- TASK ITEM:
Only lines with the string "pump" should be returned from the data below.

======== SUPPLIED ENTRIES

//! Long-lived daemon control plane: wire protocol, ambient paths, the
//! Unix-socket server, the "ensure running" client bootstrap and the thin
//! request sender used by the `boring` CLI (§4.G, §5, §6, §9).

pub mod client;
pub mod ensure;
pub mod paths;
pub mod protocol;
pub mod server;

pub use protocol::{Request, Response};
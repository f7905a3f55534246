//! `socks` mode: bind a local SOCKS5 proxy, negotiate the destination on the
//! accepted stream, and bridge it to a `direct-tcpip` channel opened for
//! whatever the client asked for.

use std::sync::Arc;

use tokio::sync::broadcast;
use tracing::{debug, warn};

use crate::error::ManagerError;
use crate::forwarding::listener::LocalListener;
use crate::forwarding::pump::{self, TunnelStats};
use crate::forwarding::socks;
use crate::model::Endpoint;
use crate::ssh::handle_owner::HandleController;

pub struct SocksForward {
    pub bound_addr: String,
    accept_task: tokio::task::JoinHandle<()>,
}

impl SocksForward {
    pub fn stop(self) {
        self.accept_task.abort();
    }
}

pub async fn start(
    local: &Endpoint,
    terminal: HandleController,
    shutdown_rx: broadcast::Receiver<()>,
    stats: Arc<TunnelStats>,
) -> Result<SocksForward, ManagerError> {
    let listener = LocalListener::bind(local).await?;
    let bound_addr = listener.local_addr_string();

    let accept_task = tokio::spawn(accept_loop(listener, terminal, shutdown_rx, stats));

    Ok(SocksForward { bound_addr, accept_task })
}

async fn accept_loop(
    listener: LocalListener,
    terminal: HandleController,
    mut shutdown_rx: broadcast::Receiver<()>,
    stats: Arc<TunnelStats>,
) {
    loop {
        tokio::select! {
            biased;
            _ = shutdown_rx.recv() => break,
            accept = listener.accept() => {
                let (mut stream, peer) = match accept {
                    Ok(pair) => pair,
                    Err(e) => {
                        warn!("socks forward: accept error: {e}");
                        continue;
                    }
                };
                debug!("socks forward: accepted connection from {peer}");

                let terminal = terminal.clone();
                let stats = stats.clone();
                let mut conn_shutdown = shutdown_rx.resubscribe();

                tokio::spawn(async move {
                    let request = match socks::read_connect_request(&mut stream).await {
                        Ok(request) => request,
                        Err(e) => {
                            debug!("socks forward: negotiation failed: {e}");
                            return;
                        }
                    };

                    let channel = match terminal
                        .open_direct_tcpip(&request.host, request.port as u32, "127.0.0.1", 0)
                        .await
                    {
                        Ok(channel) => channel,
                        Err(e) => {
                            warn!("socks forward: failed to reach {}:{}: {e}", request.host, request.port);
                            let _ = socks::reply_unreachable(&mut stream).await;
                            return;
                        }
                    };

                    if socks::reply_success(&mut stream).await.is_err() {
                        return;
                    }

                    stats.connection_count.fetch_add(1, std::sync::atomic::Ordering::Relaxed);
                    stats.active_connections.fetch_add(1, std::sync::atomic::Ordering::Relaxed);
                    pump::bridge(stream, channel.into_stream(), pump::DEFAULT_IDLE_TIMEOUT, &mut conn_shutdown, stats.as_ref()).await;
                    stats.active_connections.fetch_sub(1, std::sync::atomic::Ordering::Relaxed);
                });
            }
        }
    }
}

================

- TASK RESPONSE:
use crate::forwarding::pump::{self, TunnelStats};
                    pump::bridge(stream, channel.into_stream(), pump::DEFAULT_IDLE_TIMEOUT, &mut conn_shutdown, stats.as_ref()).await;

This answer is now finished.